Structural basis of mitochondrial receptor binding and constriction by DRP1
- Nature. 2018 Jun;558(7710):401-405. doi: 10.1038/s41586-018-0211-2.
- 1. Department of Biochemistry and Biophysics, University of California, San Francisco, San Francisco, CA, USA.
- 2. Department of Biochemistry, University of Utah, Salt Lake City, UT, USA.
- 3. California Institute for Quantitative Biomedical Research, San Francisco, CA, USA.
- 4. Howard Hughes Medical Institute, San Francisco, CA, USA.
- 5. Howard Hughes Medical Institute, Salt Lake City, UT, USA.
- 6. Department of Biochemistry and Biophysics, University of California, San Francisco, San Francisco, CA, USA. [email protected].
- 7. Department of Biochemistry, University of Utah, Salt Lake City, UT, USA. [email protected].
- 8. California Institute for Quantitative Biomedical Research, San Francisco, CA, USA. [email protected].
- 9. Chan Zuckerberg Biohub, San Francisco, CA, USA. [email protected].
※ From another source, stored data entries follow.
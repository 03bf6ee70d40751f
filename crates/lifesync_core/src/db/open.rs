//! Slot database connections.
//!
//! # Responsibility
//! - Open the slot file (or an in-memory stand-in for tests).
//! - Configure pragmas and run slot migrations before handing a connection out.
//!
//! # Invariants
//! - Returned connections have migrations fully applied.
//! - File databases use WAL journaling so a crashed write never truncates the
//!   previous slot value.

use super::migrations::apply_migrations;
use super::{DbError, DbResult};
use log::{error, info};
use rusqlite::Connection;
use std::path::Path;
use std::time::{Duration, Instant};

/// Opens the slot file at `path`, creating its directory, and applies all
/// pending slot migrations.
///
/// # Errors
/// - `DbError::CreateDir` when the parent directory cannot be created.
///
/// # Side effects
/// - Emits `db_open` logging events with duration and status.
pub fn open_db(path: impl AsRef<Path>) -> DbResult<Connection> {
    let path = path.as_ref();
    if let Some(parent) = path.parent().filter(|parent| !parent.as_os_str().is_empty()) {
        std::fs::create_dir_all(parent).map_err(|source| {
            error!(
                "event=db_open module=db status=error mode=file error_code=slot_dir_create_failed dir={} error={}",
                parent.display(),
                source
            );
            DbError::CreateDir {
                path: parent.to_path_buf(),
                source,
            }
        })?;
    }
    open_with("file", || Connection::open(path), true)
}

/// Opens an in-memory slot database with all migrations applied.
pub fn open_db_in_memory() -> DbResult<Connection> {
    open_with("memory", Connection::open_in_memory, false)
}

fn open_with(
    mode: &'static str,
    open: impl FnOnce() -> rusqlite::Result<Connection>,
    use_wal: bool,
) -> DbResult<Connection> {
    let started_at = Instant::now();
    info!("event=db_open module=db status=start mode={mode}");

    let mut conn = match open() {
        Ok(conn) => conn,
        Err(err) => {
            error!(
                "event=db_open module=db status=error mode={} duration_ms={} error_code=db_open_failed error={}",
                mode,
                started_at.elapsed().as_millis(),
                err
            );
            return Err(err.into());
        }
    };

    match bootstrap_connection(&mut conn, use_wal) {
        Ok(()) => {
            info!(
                "event=db_open module=db status=ok mode={} duration_ms={}",
                mode,
                started_at.elapsed().as_millis()
            );
            Ok(conn)
        }
        Err(err) => {
            error!(
                "event=db_open module=db status=error mode={} duration_ms={} error_code=db_bootstrap_failed error={}",
                mode,
                started_at.elapsed().as_millis(),
                err
            );
            Err(err)
        }
    }
}

fn bootstrap_connection(conn: &mut Connection, use_wal: bool) -> DbResult<()> {
    if use_wal {
        let _mode: String =
            conn.pragma_update_and_check(None, "journal_mode", "WAL", |row| row.get(0))?;
    }
    conn.busy_timeout(Duration::from_secs(5))?;
    apply_migrations(conn)?;
    Ok(())
}
//! Core engine for LifeSync.
//! This crate is the single source of truth for state and persistence
//! invariants of tasks, transactions and notes.

pub mod clock;
pub mod codec;
pub mod config;
pub mod db;
pub mod id;
pub mod logging;
pub mod model;
pub mod persistence;
pub mod query;
pub mod recurrence;
pub mod schema;
pub mod service;
pub mod store;

pub use clock::{Clock, ManualClock, SystemClock};
pub use codec::{export_snapshot, import_snapshot, CodecError, ImportedSnapshot};
pub use config::{ConfigError, EngineConfig};
pub use id::{FallbackIds, IdGenerator, RandomUuidIds, SequentialIds, TimestampIds};
pub use logging::{default_log_level, init_logging, init_logging_from_config, logging_status};
pub use model::note::{Note, NoteDraft, NotePatch};
pub use model::state::AppState;
pub use model::task::{
    CompletionState, Priority, Recurrence, Task, TaskDraft, TaskPatch, WeekdaySet,
};
pub use model::transaction::{Transaction, TransactionDraft, TransactionType, DEFAULT_CATEGORY};
pub use model::{EntityId, ExtraFields};
pub use persistence::{
    LoadOutcome, LoadSource, MemorySlot, PersistError, PersistenceGateway, SlotError,
    SlotResult, SqliteSlot, StorageSlot, DEFAULT_STORAGE_KEY,
};
pub use query::{DayProgress, FinanceSummary, WEEK_SPAN_DAYS};
pub use schema::RepairReport;
pub use service::life_service::{LifeService, LoadOutcomeSummary};
pub use store::{EntityKind, EntityStore, StoreError, StoreResult};

/// Minimal health-check API for early integration.
pub fn ping() -> &'static str {
    "pong"
}

/// Returns the core crate version.
pub fn core_version() -> &'static str {
    env!("CARGO_PKG_VERSION")
}

#[cfg(test)]
mod tests {
    use super::{core_version, ping};

    #[test]
    fn ping_returns_pong() {
        assert_eq!(ping(), "pong");
    }

    #[test]
    fn version_is_not_empty() {
        assert!(!core_version().is_empty());
    }
}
Mitochondrial inheritance, genome maintenance and metabolic adaptation depend on organelle fission by dynamin-related protein 1 (DRP1) and its mitochondrial receptors. DRP1 receptors include the paralogues mitochondrial dynamics proteins of 49 and 51 kDa (MID49 and MID51) and mitochondrial fission factor (MFF); however, the mechanisms by which these proteins recruit and regulate DRP1 are unknown. Here we present a cryo-electron microscopy structure of full-length human DRP1 co-assembled with MID49 and an analysis of structure- and disease-based mutations. We report that GTP induces a marked elongation and rotation of the GTPase domain, bundle-signalling element and connecting hinge loops of DRP1. In this conformation, a network of multivalent interactions promotes the polymerization of a linear DRP1 filament with MID49 or MID51. After co-assembly, GTP hydrolysis and exchange lead to MID receptor dissociation, filament shortening and curling of DRP1 oligomers into constricted and closed rings. Together, these views of full-length, receptor- and nucleotide-bound conformations reveal how DRP1 performs mechanical work through nucleotide-driven allostery.